You have to very clearly tell your wife that you and your children will no longer interact with the part of her family who are drunkards, addicts, criminals and so forth. Quit being so nice and stand up to this. It’s hard but you have no choice but to do it.

You said that your wedding was at your wife’s aunt’s house. I assume this is one of the few rational, non-addicted members of the clan? If it is and if she has cut herself mostly off from the nutcase side of the family, why not seek advice and support from her to help our wife learn to set boundaries.

I also highly recommend that you and your wife attend Al-Anon meetings. There is also an organization for drug users.. Nar-Anon. They can help both of you learn how to implement tough love with your wife’s family. 
Boy do I feel for you.


----------



## Chewy (May 22, 2012)

Your right, I have been way to nice. And its funny I usually think of myself as someone that doesn't take any crap from anyone.

I didn't mean she was actually dieing right there, But it sure sounded like it all night long. And your right, That was a bad decision on my part I should have just got them a hotel and i have no idea why that didn't cross my mind. Probably cause I was to busy being pissed at my wife and so unfocused as to come up with a smart level headed solution. 

Good post Ele, Thanks for making me think a little deeper I need it right now. Honestly though, I do have anger issues and I suppress it and that's where a lot of my balls went. 

I'm not scared to stand up to anyone or of confrontation in general, So its not that. Its simply my fear of hurting her, Shes really been through a lot and I hate adding to the list.

BTW. The aunts house where we were married, Yea shes a lesbian too. That's her bio moms sister, So it wasn't a real shocker to find out her bio mom had went that route as well.

I really don't know how to feel about the gay thing, I always thought it was stupid how people turn their sexual preference into this larger than lifestyle. Im like, Just shut the F up and be gay. You dont see me prancing around cause i'm straight demanding extra rights from congress cause I like vagina. 

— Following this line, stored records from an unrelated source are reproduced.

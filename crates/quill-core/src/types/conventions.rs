//! Market conventions carried on product records.
//!
//! These are labels only: no day-count fractions or date rolling happen
//! here. Each convention knows its market name and its symbolic name.

use serde::{Deserialize, Serialize};
use std::fmt;
use std::str::FromStr;

use crate::error::QuillError;
use crate::traits::{CapabilityResult, DisplayString, ReportValue, SymbolicName};

/// Accrual basis (day count convention) of a product leg.
#[derive(Debug, Clone, Copy, PartialEq, Eq, Hash, Serialize, Deserialize, Default)]
#[serde(try_from = "String", into = "String")]
pub enum AccrualBasis {
    /// Actual/360 - money market instruments, SOFR and €STR legs
    #[default]
    Act360,
    /// Actual/365 Fixed - SONIA legs, GBP/AUD markets
    Act365Fixed,
    /// Actual/Actual ISDA - swaps
    ActActIsda,
    /// Actual/Actual ICMA - government bonds
    ActActIcma,
    /// 30/360 US (Bond Basis)
    Thirty360US,
    /// 30E/360 (Eurobond Basis)
    Thirty360E,
}

impl AccrualBasis {
    /// Returns the market name of the basis.
    #[must_use]
    pub fn name(&self) -> &'static str {
        match self {
            AccrualBasis::Act360 => "ACT/360",
            AccrualBasis::Act365Fixed => "ACT/365F",
            AccrualBasis::ActActIsda => "ACT/ACT ISDA",
            AccrualBasis::ActActIcma => "ACT/ACT ICMA",
            AccrualBasis::Thirty360US => "30/360 US",
            AccrualBasis::Thirty360E => "30E/360",
        }
    }

    /// Returns all supported bases.
    #[must_use]
    pub fn all() -> &'static [AccrualBasis] {
        &[
            AccrualBasis::Act360,
            AccrualBasis::Act365Fixed,
            AccrualBasis::ActActIsda,
            AccrualBasis::ActActIcma,
            AccrualBasis::Thirty360US,
            AccrualBasis::Thirty360E,
        ]
    }
}

impl fmt::Display for AccrualBasis {
    fn fmt(&self, f: &mut fmt::Formatter<'_>) -> fmt::Result {
        write!(f, "{}", self.name())
    }
}

impl FromStr for AccrualBasis {
    type Err = QuillError;

    /// Accepts the market name ("ACT/360") or the variant name ("Act360").
    fn from_str(s: &str) -> Result<Self, Self::Err> {
        let normalized = s.trim().to_uppercase();
        AccrualBasis::all()
            .iter()
            .copied()
            .find(|basis| {
                basis.name() == normalized || format!("{basis:?}").to_uppercase() == normalized
            })
            .ok_or_else(|| QuillError::unknown_convention("accrual basis", s))
    }
}

/// Business day adjustment convention.
#[derive(Debug, Clone, Copy, PartialEq, Eq, Hash, Serialize, Deserialize, Default)]
#[serde(try_from = "String", into = "String")]
pub enum BusinessDayConvention {
    /// No adjustment.
    Unadjusted,
    /// Move to the following business day.
    Following,
    /// Following, unless it crosses a month boundary.
    #[default]
    ModifiedFollowing,
    /// Move to the preceding business day.
    Preceding,
    /// Preceding, unless it crosses a month boundary.
    ModifiedPreceding,
}

impl BusinessDayConvention {
    /// Returns the market name of the convention.
    #[must_use]
    pub fn name(&self) -> &'static str {
        match self {
            BusinessDayConvention::Unadjusted => "Unadjusted",
            BusinessDayConvention::Following => "Following",
            BusinessDayConvention::ModifiedFollowing => "Modified Following",
            BusinessDayConvention::Preceding => "Preceding",
            BusinessDayConvention::ModifiedPreceding => "Modified Preceding",
        }
    }

    /// Returns the short code used in trade tickets (F, MF, P, MP, NONE).
    #[must_use]
    pub fn code(&self) -> &'static str {
        match self {
            BusinessDayConvention::Unadjusted => "NONE",
            BusinessDayConvention::Following => "F",
            BusinessDayConvention::ModifiedFollowing => "MF",
            BusinessDayConvention::Preceding => "P",
            BusinessDayConvention::ModifiedPreceding => "MP",
        }
    }

    /// Returns all supported conventions.
    #[must_use]
    pub fn all() -> &'static [BusinessDayConvention] {
        &[
            BusinessDayConvention::Unadjusted,
            BusinessDayConvention::Following,
            BusinessDayConvention::ModifiedFollowing,
            BusinessDayConvention::Preceding,
            BusinessDayConvention::ModifiedPreceding,
        ]
    }
}

impl fmt::Display for BusinessDayConvention {
    fn fmt(&self, f: &mut fmt::Formatter<'_>) -> fmt::Result {
        write!(f, "{}", self.name())
    }
}

impl FromStr for BusinessDayConvention {
    type Err = QuillError;

    /// Accepts the short code ("MF"), the market name or the variant name.
    fn from_str(s: &str) -> Result<Self, Self::Err> {
        let normalized = s.trim().to_uppercase();
        BusinessDayConvention::all()
            .iter()
            .copied()
            .find(|bdc| {
                bdc.code() == normalized
                    || bdc.name().to_uppercase() == normalized
                    || format!("{bdc:?}").to_uppercase() == normalized
            })
            .ok_or_else(|| QuillError::unknown_convention("business day convention", s))
    }
}

/// Holiday calendar convention, identified by its calendar code.
#[derive(Debug, Clone, PartialEq, Eq, Hash, Serialize, Deserialize, Default)]
#[serde(from = "String", into = "String")]
pub enum HolidayConvention {
    /// Saturdays and Sundays only.
    #[default]
    WeekendsOnly,
    /// US government securities (SIFMA).
    UsGovernment,
    /// TARGET2 (Euro).
    Target2,
    /// London banking days.
    UnitedKingdom,
    /// Tokyo banking days.
    Japan,
    /// Any other calendar, by code (e.g. a joint calendar "USNY+GBLO").
    Custom(String),
}

impl HolidayConvention {
    /// Returns the calendar code.
    #[must_use]
    pub fn code(&self) -> &str {
        match self {
            HolidayConvention::WeekendsOnly => "WE",
            HolidayConvention::UsGovernment => "USGS",
            HolidayConvention::Target2 => "TARGET",
            HolidayConvention::UnitedKingdom => "GBLO",
            HolidayConvention::Japan => "JPTO",
            HolidayConvention::Custom(code) => code,
        }
    }

    /// Parses a calendar code. Unknown codes become [`HolidayConvention::Custom`].
    #[must_use]
    pub fn from_code(code: &str) -> Self {
        match code.trim().to_uppercase().as_str() {
            "WE" | "NONE" => HolidayConvention::WeekendsOnly,
            "USGS" | "SIFMA" => HolidayConvention::UsGovernment,
            "TARGET" | "TARGET2" => HolidayConvention::Target2,
            "GBLO" | "UK" => HolidayConvention::UnitedKingdom,
            "JPTO" | "JP" => HolidayConvention::Japan,
            _ => HolidayConvention::Custom(code.trim().to_string()),
        }
    }
}

impl fmt::Display for HolidayConvention {
    fn fmt(&self, f: &mut fmt::Formatter<'_>) -> fmt::Result {
        write!(f, "{}", self.code())
    }
}

/// Compounding method of an overnight-index leg.
#[derive(Debug, Clone, Copy, PartialEq, Eq, Hash, Serialize, Deserialize, Default)]
#[serde(try_from = "String", into = "String")]
pub enum CompoundingMethod {
    /// Daily compounded overnight rate.
    #[default]
    Compound,
    /// Arithmetic average of overnight fixings.
    Average,
    /// Simple (no compounding).
    Simple,
}

impl FromStr for CompoundingMethod {
    type Err = QuillError;

    fn from_str(s: &str) -> Result<Self, Self::Err> {
        match s.trim().to_uppercase().as_str() {
            "COMPOUND" | "COMPOUNDING" => Ok(CompoundingMethod::Compound),
            "AVERAGE" | "AVERAGING" => Ok(CompoundingMethod::Average),
            "SIMPLE" => Ok(CompoundingMethod::Simple),
            _ => Err(QuillError::unknown_convention("compounding method", s)),
        }
    }
}

// String forms used by serde.

impl TryFrom<String> for AccrualBasis {
    type Error = QuillError;

    fn try_from(s: String) -> Result<Self, Self::Error> {
        s.parse()
    }
}

impl From<AccrualBasis> for String {
    fn from(basis: AccrualBasis) -> Self {
        basis.name().to_string()
    }
}

impl TryFrom<String> for BusinessDayConvention {
    type Error = QuillError;

    fn try_from(s: String) -> Result<Self, Self::Error> {
        s.parse()
    }
}

impl From<BusinessDayConvention> for String {
    fn from(bdc: BusinessDayConvention) -> Self {
        bdc.code().to_string()
    }
}

impl From<String> for HolidayConvention {
    fn from(code: String) -> Self {
        HolidayConvention::from_code(&code)
    }
}

impl From<HolidayConvention> for String {
    fn from(convention: HolidayConvention) -> Self {
        match convention {
            HolidayConvention::Custom(code) => code,
            other => other.code().to_string(),
        }
    }
}

impl TryFrom<String> for CompoundingMethod {
    type Error = QuillError;

    fn try_from(s: String) -> Result<Self, Self::Error> {
        s.parse()
    }
}

impl From<CompoundingMethod> for String {
    fn from(method: CompoundingMethod) -> Self {
        format!("{method:?}")
    }
}

// Rendering capabilities.

impl DisplayString for AccrualBasis {
    fn display_string(&self) -> CapabilityResult<String> {
        Ok(self.name().to_string())
    }
}

impl SymbolicName for AccrualBasis {
    fn symbolic_name(&self) -> CapabilityResult<String> {
        Ok(format!("{self:?}"))
    }
}

impl ReportValue for AccrualBasis {
    fn as_display_string(&self) -> Option<&dyn DisplayString> {
        Some(self)
    }

    fn as_symbolic_name(&self) -> Option<&dyn SymbolicName> {
        Some(self)
    }
}

impl DisplayString for BusinessDayConvention {
    fn display_string(&self) -> CapabilityResult<String> {
        Ok(self.name().to_string())
    }
}

impl SymbolicName for BusinessDayConvention {
    fn symbolic_name(&self) -> CapabilityResult<String> {
        Ok(format!("{self:?}"))
    }
}

impl ReportValue for BusinessDayConvention {
    fn as_display_string(&self) -> Option<&dyn DisplayString> {
        Some(self)
    }

    fn as_symbolic_name(&self) -> Option<&dyn SymbolicName> {
        Some(self)
    }
}

impl DisplayString for HolidayConvention {
    fn display_string(&self) -> CapabilityResult<String> {
        Ok(self.code().to_string())
    }
}

impl ReportValue for HolidayConvention {
    fn as_display_string(&self) -> Option<&dyn DisplayString> {
        Some(self)
    }
}

impl SymbolicName for CompoundingMethod {
    fn symbolic_name(&self) -> CapabilityResult<String> {
        Ok(format!("{self:?}"))
    }
}

impl ReportValue for CompoundingMethod {
    fn as_symbolic_name(&self) -> Option<&dyn SymbolicName> {
        Some(self)
    }
}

Its ridiculous. But I am a very to each their own guy. I dont actually care about sexual preference it doesn't offend me But regarding my kids, I'm not sure how I feel about it. Is their grandma a bad influence because she likes vagina too? She's not flamboyant and by looking at her you wouldn't know,So there's no outward influence there.


----------



## EleGirl (Dec 3, 2011)

Chewy said:


> Your right, I have been way to nice. And its funny I usually think of myself as someone that doesn't take any crap from anyone.
> 
> I didn't mean she was actually dieing right there, But it sure sounded like it all night long. And your right, That was a bad decision on my part I should have just got them a hotel and i have no idea why that didn't cross my mind. Probably cause I was to busy being pissed at my wife and so unfocused as to come up with a smart level headed solution.
> 
> ...


I understood that your MIL was not actually dying. But even if she was not, even if she was putting on a show, calling an ambulance is a great way to get her out of the house.

While your wife will suffer some emotional pain for having to cut her family off, in the long run she will grow to be much stronger. With your children she has to learn to set boundaries and protect them.

You might want to cal Al-Anon or a counselor and set up a meeting or intervention where they help you make the points to your wife that need to be made. It sounds to me like your wife is a good hearted woman who was raised by some real low life. They taught her to be co-dependent… to think of them their needs and not her own. They taught her to take responsibility for them and not herself. She needs help in ending this co-dependency. 

I know how hard it is to break ties with family, to even kick them out of your house. I’ve had to learn to do it. But you can do it and you can help your wife learn that doing this is more loving to the extended family than putting up with their nonsense. People who are out of control need to be told over and over that their behavior is not acceptable so in their current state no one wants them around. It helps them hit bottom sooner. They need to hit bottom before they will get the help they need. And if they never do hit bottom, you , your wife and your family should not be around them.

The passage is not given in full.